Ерунда какая-то



Чтобы что-то понять, надо что-то пережить.

(летающий мем)

Случилось так, что веранда нашей дачи оказалась гостеприимной, и на ней субботними вечерами стали собираться некоторые соседи по дачному поселку и друзья, временами наезжающие из города. Чтобы наши посиделки не превращались в обычную пьянку, кто-то предложил рассказывать истории из собственной жизни, по возможности без вранья и сидения в смартфоне. Некоторые оказались интересными.

Зацепила одна история, вернее две, рассказанные одним соседом. Схожее их окончание, хотя происходило это в разное время и в разных местах, подтвердило наблюдение, что какая-нибудь невзрачная мелочь может «роковым образом» повлиять на жизнь человека. Может быть наш рассказчик говорил не только о себе, а где-то что-то подслушал? Да какая, собственно, разница, с кем это происходило и где.


***


Степан Алексеевич Городецкий был старшим научным сотрудником со степенью и работал на одной из кафедр одного из уважаемых, старейших ВУЗов Советского Союза. Занимался он в основном научной работой и помимо нее читал еще курс. Одним словом, был уважаемым уже, хотя и молодым еще, человеком.

Как-то в понедельник, в половине девятого, в прескверном состоянии духа Степан Алексеевич отворил дверь своей лаборатории. Вчера он крупно повздорил со своей женой, в результате чего, расстроенным, ушел сегодня из дома даже не попрощавшись. Сегодня он улетал в командировку в Ростов-на-Дону. Командировка эта, на взгляд Городецкого, была бесполезной и некстати – близилась к завершению подготовка эксперимента, от которого он многого ждал, а командировка съедала время, но отказаться было нельзя, так как завод хотел увидеть текущие отчеты по теме, чтобы послать в главк свой.

За пять минут до девяти пришел его ближайший помощник Генрих Илинич.

– Привет!..– сказал он удивленно, обнаружив начальника на рабочем месте. -Что случилось, Степан? Ты не едешь в Ростов?

Городецкому не хотелось распространяться о своей домашней жизни, он пробурчал что-то и перевел разговор на завершение подготовки эксперимента.

– Мы же в пятницу с тобой все проговорили. Зачем повторяться? – опять удивился Генрих и с видимой неохотой, достав необходимые бумаги, уселся рядом с Городецким.

Вошли двое молодых специалистов, работающих у них с прошлой осени. Генрих взглянул на часы и показал им кулак – было 12 минут опоздания.

Через пять минут разговора с Генрихом Степан Алексеевич понял всю его никчемность. На Генриха можно положиться: за три дня его отсутствия Генрих сделает все, что нужно.

– Ну ладно, все ясно, – сказал Степан Алексеевич.

– И я о том же, – ответил Генрих, убирая бумаги.– Что все-таки случилось?

– Да ерунда, домашние неурядицы.

Генрих усмехнулся, похлопал Городецкого по плечу и сказал:

– Ничего, слетаешь в Ростов, проветришься. Там, наверное, еще тепло, октябрь…

Договорить он не успел – вошла Люда Терещенко, их лаборантка. Она не ожидала увидеть начальника на работе и несколько растерялась, но затем быстро взяла себя в руки и объяснила свое опоздание (сорок пять минут) тем, что разговаривала в коридоре с подружкой.

Степан Алексеевич знал порядки своего института, а вернее сказать беспорядки, на которые никто и внимания не обращал, но у него было плохое настроение, и он выговорил Людочке за опоздание. Та покрылась пятнами и с остервенением стала сортировать электросхемы.

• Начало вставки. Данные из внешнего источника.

pub mod day;
pub mod mood;
pub mod weighted;

pub use day::{DayScore, DayScorer};
pub use mood::{MoodPoint, MoodTable, MoodWeights};
pub use weighted::{CalibrationConfig, ScoreWeights, WeightedScorer};
// This Source Code Form is subject to the terms of the Mozilla Public
// License, v. 2.0. If a copy of the MPL was not distributed with this
// file, You can obtain one at https://mozilla.org/MPL/2.0/.

use thiserror::Error;

/// Unified error type for build operations.
#[derive(Debug, Error)]
pub enum BuildError {
    /// A child process could not be spawned or exited unsuccessfully.
    #[error("command failed: {0}")]
    Command(String),

    #[error("download failed: {0}")]
    Download(String),

    #[error("extraction failed: {0}")]
    Extraction(String),

    #[error("validation failed: {0}")]
    Validation(String),

    #[error("{0}")]
    General(String),

    #[error("I/O error: {0}")]
    Io(#[from] std::io::Error),

    #[error("HTTP error: {0}")]
    Http(#[from] reqwest::Error),

    #[error("URL parse error: {0}")]
    Url(#[from] url::ParseError),

    #[error("zip error: {0}")]
    Zip(#[from] zip::result::ZipError),

    #[error("directory walk error: {0}")]
    Walk(#[from] walkdir::Error),

    #[error("glob pattern error: {0}")]
    Pattern(#[from] glob::PatternError),
}

pub type Result<T, E = BuildError> = std::result::Result<T, E>;
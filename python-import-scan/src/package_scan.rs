// This Source Code Form is subject to the terms of the Mozilla Public
// License, v. 2.0. If a copy of the MPL was not distributed with this
// file, You can obtain one at https://mozilla.org/MPL/2.0/.

/*! Scanning downloaded package archives for imports. */

use {
    crate::{imports::extract_imports, python_source::decode_python_source},
    buildpy_common::{archive::read_archive_members, Result},
    log::{debug, warn},
    serde::Serialize,
    std::{
        collections::BTreeSet,
        path::{Path, PathBuf},
    },
};

/// Imports found across a set of Python source files.
#[derive(Clone, Debug, Default, Eq, PartialEq, Serialize)]
pub struct ScanSummary {
    pub imports: BTreeSet<String>,
    pub files_analyzed: usize,
}

impl ScanSummary {
    /// Record the imports of a single source file.
    pub fn add_source(&mut self, data: &[u8]) {
        let source = decode_python_source(data);
        self.imports.extend(extract_imports(&source));
        self.files_analyzed += 1;
    }

    pub fn merge(&mut self, other: ScanSummary) {
        self.imports.extend(other.imports);
        self.files_analyzed += other.files_analyzed;
    }
}

/// Whether a downloaded file is an archive this module knows how to scan.
pub fn is_scannable_archive(path: &Path) -> bool {
    let name = path
        .file_name()
        .map(|n| n.to_string_lossy().to_lowercase())
        .unwrap_or_default();

    name.ends_with(".whl") || name.ends_with(".tar.gz")
}

/// Scan the `.py` members of a wheel or source tarball.
pub fn scan_archive(path: &Path) -> Result<ScanSummary> {
    let mut summary = ScanSummary::default();

    for (name, data) in read_archive_members(path, |name| name.ends_with(".py"))? {
        debug!("scanning {}", name);
        summary.add_source(&data);
    }

    Ok(summary)
}

/// Scan every recognized archive in a directory.
///
/// Archives that cannot be read are reported and skipped. The paths of the
/// archives visited are returned alongside the combined summary.
pub fn scan_directory(dir: &Path) -> Result<(ScanSummary, Vec<PathBuf>)> {
    let mut paths = std::fs::read_dir(dir)?
        .map(|entry| entry.map(|e| e.path()))
        .collect::<std::io::Result<Vec<_>>>()?;
    paths.sort();

    let mut summary = ScanSummary::default();
    let mut visited = vec![];

    for path in paths.into_iter().filter(|p| is_scannable_archive(p)) {
        match scan_archive(&path) {
            Ok(s) => summary.merge(s),
            Err(e) => warn!("could not analyze {}: {}", path.display(), e),
        }
        visited.push(path);
    }

    Ok((summary, visited))
}

#[cfg(test)]
mod tests {
    use {super::*, indoc::indoc, std::io::Write};

    fn write_wheel(path: &Path, files: &[(&str, &str)]) -> Result<()> {
        let mut zf = zip::ZipWriter::new(std::fs::File::create(path)?);

        for (name, content) in files {
            zf.start_file(*name, zip::write::FileOptions::default())?;
            zf.write_all(content.as_bytes())?;
        }
        zf.finish()?;

        Ok(())
    }

    fn write_sdist(path: &Path, files: &[(&str, &str)]) -> Result<()> {
        let encoder = flate2::write::GzEncoder::new(
            std::fs::File::create(path)?,
            flate2::Compression::default(),
        );
        let mut builder = tar::Builder::new(encoder);

        for (name, content) in files {
            let mut header = tar::Header::new_gnu();
            header.set_size(content.len() as u64);
            header.set_mode(0o644);
            builder.append_data(&mut header, name, content.as_bytes())?;
        }
        builder.into_inner()?.finish()?;

        Ok(())
    }

    #[test]
    fn test_scan_wheel() -> Result<()> {
        let temp_dir = tempfile::tempdir()?;
        let wheel = temp_dir.path().join("demo-1.0-py3-none-any.whl");
        write_wheel(
            &wheel,
            &[
                (
                    "demo/__init__.py",
                    indoc! {"
                        import json
                        from urllib.parse import urlparse
                        from . import util
                    "},
                ),
                ("demo/util.py", "import requests\n"),
                ("demo-1.0.dist-info/METADATA", "import notpython\n"),
            ],
        )?;

        let summary = scan_archive(&wheel)?;
        assert_eq!(summary.files_analyzed, 2);
        assert_eq!(
            summary.imports.into_iter().collect::<Vec<_>>(),
            vec!["json", "requests", "urllib"]
        );

        Ok(())
    }

    #[test]
    fn test_scan_directory() -> Result<()> {
        let temp_dir = tempfile::tempdir()?;
        write_wheel(
            &temp_dir.path().join("a-1.0-py3-none-any.whl"),
            &[("a/__init__.py", "import ssl\n")],
        )?;
        write_sdist(
            &temp_dir.path().join("b-2.0.tar.gz"),
            &[("b-2.0/b.py", "import sqlite3\n")],
        )?;
        std::fs::write(temp_dir.path().join("broken-1.0-py3-none-any.whl"), b"nope")?;
        std::fs::write(temp_dir.path().join("notes.txt"), b"import os")?;

        let (summary, visited) = scan_directory(temp_dir.path())?;

        assert_eq!(visited.len(), 3);
        assert_eq!(summary.files_analyzed, 2);
        assert!(summary.imports.contains("ssl"));
        assert!(summary.imports.contains("sqlite3"));
        assert!(!summary.imports.contains("os"));

        Ok(())
    }
}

От всего этого Городецкому стало совсем скверно. До вылета оставалось какое-то время и, чтобы хоть как-то отвлечься, он пошел в соседнюю лабораторию. Но те, кто ему был нужен, куда-то вышли или еще не пришли – точно никто не знал. Степан Алексеевич подошел к Игорю Ащеулову. У того был «творческий кризис» – не ладилась схема, им разработанная, – и он читал «Новый мир».

– Может сгоняем партейку, – предложил ему Степан Алексеевич.

Игорь поднял на него глаза от журнала.

– Вы же вроде в командировке?

– Поэтому и предлагаю партию сыграть.

Повторять приглашение не понадобилось – Игорь был страстным шахматистом.

– Пойдемте к вам, там спокойнее, – сказал он, откладывая журнал.

Через несколько минут для них уже ничего не существовало, кроме бесконечного разнообразия жизни, которой живут, вот уже не одно столетие, 32 фигуры на клетчатой доске. Степан Алексеевич успокоился, забыв о всех неприятностях и еще не знал, какие новые сулит ему это временное блаженство мозга и души. На третьей партии, когда счет был один-один, в лабораторию вошли заведующий кафедры и парторг.